Stuxnet: the first digital weapon

In January 2010, inspectors from the International Atomic Energy Agency visiting the Natanz nuclear plant in Iran noted that the centrifuges used to enrich uranium gas were failing at an alarming rate. Neither the Iranian technicians nor the inspectors could find the cause.

Five months later, an apparently unrelated event occurred. A computer security firm from Belarus was called in to look for faults in a number of computers in Iran that kept shutting down and rebooting. Again, no one could find the cause of the problem. The cause only became known when IT technicians found a handful of malicious files on one of the systems. They had found both the cause of the errors and the world's first digital weapon.

Stuxnet: the first of its kind

The cause of the failing centrifuges and computer systems later became known as Stuxnet. Stuxnet was a computer worm designed specifically to take over certain industrial control systems and cause the equipment powered by those systems to fail, while the systems sent false data to the system monitors indicating that the equipment was working fine.

Stuxnet targeted certain control systems (SCADA systems) manufactured by the German company Siemens AG. SCADA systems typically control machinery used in power plants and similar installations.

More specifically, Stuxnet targeted only Siemens SCADA systems used in conjunction with frequency converters manufactured by certain manufacturers in Finland and Iran and programmed to control motors at very high speeds. This specific combination indicated that the Stuxnets had a very specific target, namely nuclear facilities in Iran.

Investigations later showed that of the approximately 100,000 computers infected by Stuxnet at the end of 2010, around 60% were located in Iran.

Why was Stuxnet created?

Stuxnet is believed to have been in circulation since 2005. After the large-scale attack on Iran's nuclear facilities, speculation began about where Stuxnet originated. Many security analysts pointed to the US and Israel as the culprits. Both countries had for some time considered the threat posed by Iranian nuclear weapons to be particularly serious, and both had the means and expertise to plan and carry out such cyber attacks.

Officials from both countries refused to discuss the matter. Meanwhile, the Iranian government said a foreign virus had infected computers at some nuclear facilities, but had caused only minor problems. However, there was a consensus among experts that Iran's problems were far from minor; many believed that the country's nuclear programme may have suffered a serious setback.

After the attack, several institutes and news media reported that between 10 and 30% of Iran's nuclear centrifuges were destroyed by Stuxnet.

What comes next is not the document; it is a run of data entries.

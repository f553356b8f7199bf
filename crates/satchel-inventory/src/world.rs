//! Item graph model.
//!
//! The world exclusively owns every item instance. Selectors only hold
//! [`ItemRef`] handles into the arena and re-read item data on demand.

use ahash::AHashMap;
use satchel_common::{CharacterId, Color, ItemRef, Tripoint, WorldError, WorldResult};
use serde::{Deserialize, Serialize};

use crate::category::ItemCategory;

/// Matter phase of an item.
#[derive(Debug, Clone, Copy, PartialEq, Eq, Hash, Serialize, Deserialize, Default)]
#[serde(rename_all = "lowercase")]
pub enum Phase {
    /// Solid matter
    #[default]
    Solid,
    /// Liquid (may be frozen)
    Liquid,
    /// Gas
    Gas,
}

/// Kind of pocket on a container item.
#[derive(Debug, Clone, Copy, PartialEq, Eq, Hash, Serialize, Deserialize, Default)]
#[serde(rename_all = "lowercase")]
pub enum PocketKind {
    /// General storage
    #[default]
    Container,
    /// Holds a single item (sheath, holster)
    Holster,
    /// Armor plate slot, part of the wearer's loadout
    Ablative,
    /// Ammunition feed; never browsed
    Magazine,
}

impl PocketKind {
    /// Returns true for pockets whose contents are shown as nested items.
    #[must_use]
    pub const fn is_standard(self) -> bool {
        !matches!(self, Self::Magazine)
    }
}

/// One pocket of a container item.
#[derive(Debug, Clone, Default)]
pub struct Pocket {
    /// Pocket kind
    pub kind: PocketKind,
    /// Contents hidden in hierarchy views
    pub collapsed: bool,
    /// Volume limit in milliliters
    pub max_volume_ml: u32,
    /// Weight limit in grams
    pub max_weight_g: u32,
    /// Longest item accepted, 0 for unlimited
    pub max_length_mm: u32,
    /// Rigid pockets do not grow with their contents
    pub rigid: bool,
    /// Can hold liquids
    pub watertight: bool,
    /// Items stored directly in this pocket
    pub contents: Vec<ItemRef>,
}

impl Pocket {
    /// Creates an empty pocket.
    #[must_use]
    pub fn new(kind: PocketKind, max_volume_ml: u32, max_weight_g: u32) -> Self {
        Self {
            kind,
            max_volume_ml,
            max_weight_g,
            ..Self::default()
        }
    }

    /// Sets the length limit.
    #[must_use]
    pub fn with_max_length(mut self, max_length_mm: u32) -> Self {
        self.max_length_mm = max_length_mm;
        self
    }

    /// Marks the pocket rigid.
    #[must_use]
    pub fn rigid(mut self) -> Self {
        self.rigid = true;
        self
    }

    /// Marks the pocket watertight.
    #[must_use]
    pub fn watertight(mut self) -> Self {
        self.watertight = true;
        self
    }

    /// Returns true if this is a holster already holding something.
    #[must_use]
    pub fn holster_full(&self) -> bool {
        self.kind == PocketKind::Holster && !self.contents.is_empty()
    }
}

/// Behaviour flags of an item.
#[derive(Debug, Clone, Copy, PartialEq, Eq, Default, Serialize, Deserialize)]
#[serde(default)]
pub struct ItemFlags {
    /// Contents cannot be taken out
    pub no_unload: bool,
    /// Frozen liquid already broken into pieces
    pub shredded: bool,
    /// Cannot be unwielded once held
    pub no_unwield: bool,
    /// Part of the body (bionic, mutation)
    pub integrated: bool,
    /// Feeds a bionic power source
    pub fuel_source: bool,
    /// Excluded from trading
    pub trade_ignore: bool,
    /// Can be worn
    pub wearable: bool,
}

/// Where an item physically is.
#[derive(Debug, Clone, Copy, PartialEq, Eq, Hash, Default)]
pub enum Location {
    /// Held in a character's hands
    Wielded(CharacterId),
    /// Worn by a character
    Worn(CharacterId),
    /// Lying on a map tile
    Map(Tripoint),
    /// In the cargo space of a vehicle on a tile
    Vehicle(Tripoint),
    /// Inside a pocket of another item
    Contained {
        /// Container item
        parent: ItemRef,
        /// Pocket index on the container
        pocket: usize,
    },
    /// Not placed yet
    #[default]
    Nowhere,
}

/// Coarse classification of a [`Location`].
#[derive(Debug, Clone, Copy, PartialEq, Eq, Hash)]
pub enum LocationKind {
    /// Wielded or worn
    Character,
    /// On the ground
    Map,
    /// Vehicle cargo
    Vehicle,
    /// Inside another item
    Container,
    /// Nowhere
    Invalid,
}

impl Location {
    /// Returns the location kind.
    #[must_use]
    pub const fn kind(self) -> LocationKind {
        match self {
            Self::Wielded(_) | Self::Worn(_) => LocationKind::Character,
            Self::Map(_) => LocationKind::Map,
            Self::Vehicle(_) => LocationKind::Vehicle,
            Self::Contained { .. } => LocationKind::Container,
            Self::Nowhere => LocationKind::Invalid,
        }
    }
}

/// One item instance.
#[derive(Debug, Clone)]
pub struct Item {
    /// Item type identifier; items of one type collate together
    pub type_id: String,
    /// Display name
    pub name: String,
    /// Natural category id
    pub category: String,
    /// Display color
    pub color: Color,
    /// Stack size for items counted by charges
    pub charges: Option<u32>,
    /// Favorite flag
    pub favorite: bool,
    /// User-assigned inventory letter
    pub invlet: Option<char>,
    /// Matter phase
    pub phase: Phase,
    /// Frozen (liquids only)
    pub frozen: bool,
    /// Behaviour flags
    pub flags: ItemFlags,
    /// Relic identity; relics only collate with the same relic
    pub relic: Option<String>,
    /// Weight per unit in grams
    pub weight_g: u32,
    /// Volume per unit in milliliters
    pub volume_ml: u32,
    /// Length in millimeters
    pub length_mm: u32,
    /// Base value per unit in cents
    pub price: i64,
    /// Owning character, if any
    pub owner: Option<CharacterId>,
    /// Pockets
    pub pockets: Vec<Pocket>,
    location: Location,
}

The start of modern cyber warfare

Although it was impossible to verify the extent of Stuxnet's damage, it was clear to cyber security experts that Iran had been subjected to a malware attack that was more sophisticated and damaging than any other documented attack

By taking over and disrupting industrial processes in a significant part of an Iran, Stuxnet was a truly powerful cyber weapon. Stuxnet led to a significant escalation in state-sponsored hacking and states' capacity and willingness to engage in cyber warfare.